Secara umum, perang asimetris adalah bentuk dari perang yang menggunakan cara-cara yang tidak lazim dan menyimpang dari hukum dan kebiasaan perang. Umumnya, perang selalu identik dengan dua kekuatan militer sebuah Negara/kelompok bersenjata yang saling menyerang. Namun, dalam peperangan asimetris kekuatan militer tidak dijadikan kekuatan utama dalam perang, sedangkan kekuatan yang digunakan adalah kekuatan nirmiliter seperti kekuatan budaya, kekuatan ekonomi, kekuatan teknologi, kekuatan informasi dan lain-lain, namun dengan tujuan yang sama yaitu untuk menguasai atau mengalahkan Negara/kelompok bersenjata yang menjadi musuhnya. Selain itu, dalam perang asimetris, aktor yang bermain bisa jadi bukan sebuah Negara/kelompok bersenjata seperti dalam perang konvensional, melainkan organisasi-organisasi atau individu-individu yang bergerak dan berdiri sendiri, atau menjadi kepanjangan tangan (proxy) dari Negara/kelompok yang mempunyai kesamaan kepentingan terhadap lawan yang menjadi musuhnya.

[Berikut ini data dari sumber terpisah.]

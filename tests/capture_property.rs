// tests/capture_property.rs

use std::io;
use std::sync::Arc;

use proptest::prelude::*;
use tokio::sync::oneshot;

use taskpipe::output::{DecoratedOutputWriter, OutputConfig, SharedWriter, TaskOutput};
use taskpipe::scheduler::Stage;
use taskpipe_test_utils::recording::RecordingDecorator;
use taskpipe_test_utils::scripted::ScriptedReader;

// Stdout uses lowercase letters, stderr digits, so each channel can be
// recovered from an interleaved capture.
fn channel_chunks(alphabet: &'static [u8]) -> impl Strategy<Value = Vec<Vec<u8>>> {
    proptest::collection::vec(
        proptest::collection::vec(proptest::sample::select(alphabet), 0..40),
        0..12,
    )
}

fn reader(chunks: &[Vec<u8>]) -> ScriptedReader {
    chunks
        .iter()
        .fold(ScriptedReader::new(), |r, chunk| r.chunk(chunk))
}

fn keep(bytes: &[u8], alphabet: &[u8]) -> Vec<u8> {
    bytes.iter().copied().filter(|b| alphabet.contains(b)).collect()
}

const LETTERS: &[u8] = b"abcdefghijklmnopqrstuvwxyz";
const DIGITS: &[u8] = b"0123456789";

proptest! {
    #![proptest_config(ProptestConfig::with_cases(64))]

    #[test]
    fn capture_holds_every_byte_once_in_channel_order(
        out_chunks in channel_chunks(LETTERS),
        err_chunks in channel_chunks(DIGITS),
        chunk_size in 1usize..64,
    ) {
        let rt = tokio::runtime::Builder::new_multi_thread()
            .worker_threads(2)
            .enable_all()
            .build()
            .unwrap();

        let expected_out: Vec<u8> = out_chunks.concat();
        let expected_err: Vec<u8> = err_chunks.concat();

        let recorder = RecordingDecorator::new();
        let (captured, stage) = rt.block_on({
            let recorder = Arc::clone(&recorder);
            let stdout = reader(&out_chunks);
            let stderr = reader(&err_chunks);
            async move {
                let output = TaskOutput::with_decorator(
                    &OutputConfig::to_writer(SharedWriter::new(io::sink()))
                        .with_chunk_size(chunk_size),
                    move |_, _| recorder as Arc<dyn DecoratedOutputWriter>,
                );
                let stage = Stage::new("prop", "true");
                let (tx, rx) = oneshot::channel();
                output.stream(&stage, stdout, stderr, tx).await;
                (rx.await.unwrap(), stage)
            }
        });

        prop_assert_eq!(captured.len(), expected_out.len() + expected_err.len());
        prop_assert_eq!(keep(&captured, LETTERS), expected_out.clone());
        prop_assert_eq!(keep(&captured, DIGITS), expected_err.clone());

        // The decorator observed exactly the captured interleaving.
        prop_assert_eq!(recorder.written_by("prop"), captured);

        prop_assert_eq!(stage.log.stdout.contents(), expected_out);
        prop_assert_eq!(stage.log.stderr.contents(), expected_err);
    }
}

Dalam perkembangan terakhir kekuatan teknologi, komunikasi, dan informasi semakin banyak digunakan dalam praktik perang asimetris. Salah satu cara penggunaan kekuatan tersebut adalah dengan membangun dan menyebarkan informasi Hoax yang kemudian di sebarluaskan secara terus menerus kepada masyarakat/warga dari Negara yang menjadi target. Informasi Hoax tersebut digunakan untuk membangun opini di masyarakat/warga Negara dengan beberapa tujuan, antara lain untuk menimbulkan perselisihan, memicu terjadinya konflik antar sesama masyarakat/warga Negara, memicu terjadinya konflik antara masyarakat/warga Negara dengan aparatur Negara, membuat masyarakat/warga Negara tidak percaya dengan pemerintahnya, dan lain-lain. Dengan begitu, maka Negara yang menjadi target akan hancur dari dalam negerinya sediri tanpa harus di serang dengan kekuatan militer, atau minimal seluruh sumber daya (resources) Negara dan masyarakat akan habis untuk mengurusi berbagai persoalan yang dipicu oleh informasi Hoax tersebut.

Sebagai Negara yang sangat majemuk, Indonesia sangatlah potensial menjadi target dari model peperangan asimetris menggunakan kekuatan informasi Hoax ini, terlebih masih rendahnya budaya literasi di kalangan masyarakat Indonesia ketika menerima sebuah informasi. Untuk mengantisipasinya ada beberapa hal yang dapat dilakukan dengan melakukan pengecekan secara berulang sebelum mempercayai sebuah informasi kemudian membedakan apakah informasi tersebut bersumber fakta ataukah opini yang dibuat dengan bumbu-bumbu judul dan foto yang provokatif. Selain itu, bijak dan selektif dalam membagikan informasi juga perlu diperhatikan, karena tidak semua informasi walaupun itu benar dan valid dapat dibagikan (share), terlebih jika menyangkut Suku, Agama, Ras dan Antar Golongan (SARA). Dengan begitu maka potensi kerusakan yang ditimbulkan oleh informasi Hoax dapat di minimalisir, serta dapat melindungi Negara ini dari ancaman Asimetris.